**Problem description:** Your answer is to be every line of the material that includes the string "Serialize".

**Data supplied:**

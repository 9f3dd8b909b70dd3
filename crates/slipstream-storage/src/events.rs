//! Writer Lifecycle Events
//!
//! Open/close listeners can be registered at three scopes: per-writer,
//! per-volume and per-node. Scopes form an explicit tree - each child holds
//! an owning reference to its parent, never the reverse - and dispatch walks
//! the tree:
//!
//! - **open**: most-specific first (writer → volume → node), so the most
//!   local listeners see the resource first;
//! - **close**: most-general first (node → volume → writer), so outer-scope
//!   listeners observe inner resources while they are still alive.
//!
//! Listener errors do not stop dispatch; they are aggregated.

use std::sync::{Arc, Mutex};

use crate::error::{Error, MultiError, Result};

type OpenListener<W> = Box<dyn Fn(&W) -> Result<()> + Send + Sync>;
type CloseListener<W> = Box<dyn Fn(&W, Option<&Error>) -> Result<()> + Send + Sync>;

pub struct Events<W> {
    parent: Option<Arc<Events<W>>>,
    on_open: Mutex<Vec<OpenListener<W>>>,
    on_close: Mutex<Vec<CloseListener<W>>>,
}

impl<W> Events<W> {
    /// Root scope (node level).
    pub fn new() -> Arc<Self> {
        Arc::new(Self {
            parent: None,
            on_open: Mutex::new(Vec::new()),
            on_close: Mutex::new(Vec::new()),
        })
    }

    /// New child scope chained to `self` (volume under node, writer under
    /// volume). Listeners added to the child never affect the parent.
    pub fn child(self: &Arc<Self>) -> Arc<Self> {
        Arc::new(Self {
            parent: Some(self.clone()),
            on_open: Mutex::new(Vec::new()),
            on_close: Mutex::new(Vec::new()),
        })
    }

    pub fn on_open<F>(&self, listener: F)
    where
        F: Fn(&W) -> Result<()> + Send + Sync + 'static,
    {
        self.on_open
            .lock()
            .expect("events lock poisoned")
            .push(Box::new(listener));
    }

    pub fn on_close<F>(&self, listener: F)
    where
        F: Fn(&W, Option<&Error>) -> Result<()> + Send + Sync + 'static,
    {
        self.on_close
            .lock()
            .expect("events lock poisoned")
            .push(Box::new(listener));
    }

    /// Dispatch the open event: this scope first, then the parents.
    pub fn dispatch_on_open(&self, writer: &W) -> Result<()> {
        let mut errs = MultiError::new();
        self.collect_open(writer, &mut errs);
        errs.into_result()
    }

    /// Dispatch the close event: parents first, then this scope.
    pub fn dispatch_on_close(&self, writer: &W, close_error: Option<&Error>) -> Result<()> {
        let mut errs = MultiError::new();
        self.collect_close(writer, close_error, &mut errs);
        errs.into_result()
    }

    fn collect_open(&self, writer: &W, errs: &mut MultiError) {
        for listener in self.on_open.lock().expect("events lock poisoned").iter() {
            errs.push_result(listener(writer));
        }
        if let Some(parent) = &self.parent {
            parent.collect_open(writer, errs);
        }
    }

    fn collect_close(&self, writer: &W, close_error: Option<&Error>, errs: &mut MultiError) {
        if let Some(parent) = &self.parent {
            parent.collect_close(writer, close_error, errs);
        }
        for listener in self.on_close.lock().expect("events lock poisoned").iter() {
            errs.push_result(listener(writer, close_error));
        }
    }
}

--

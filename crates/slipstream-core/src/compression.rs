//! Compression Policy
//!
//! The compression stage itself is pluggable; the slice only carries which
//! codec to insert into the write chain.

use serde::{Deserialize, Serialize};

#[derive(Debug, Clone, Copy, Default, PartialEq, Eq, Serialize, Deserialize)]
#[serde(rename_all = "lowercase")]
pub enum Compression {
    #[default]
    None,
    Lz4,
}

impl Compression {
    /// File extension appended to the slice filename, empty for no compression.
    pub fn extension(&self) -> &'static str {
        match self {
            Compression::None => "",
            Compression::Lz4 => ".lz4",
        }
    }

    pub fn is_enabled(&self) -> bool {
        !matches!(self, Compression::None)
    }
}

**Reply:**
use serde::{Deserialize, Serialize};
#[derive(Debug, Clone, Copy, Default, PartialEq, Eq, Serialize, Deserialize)]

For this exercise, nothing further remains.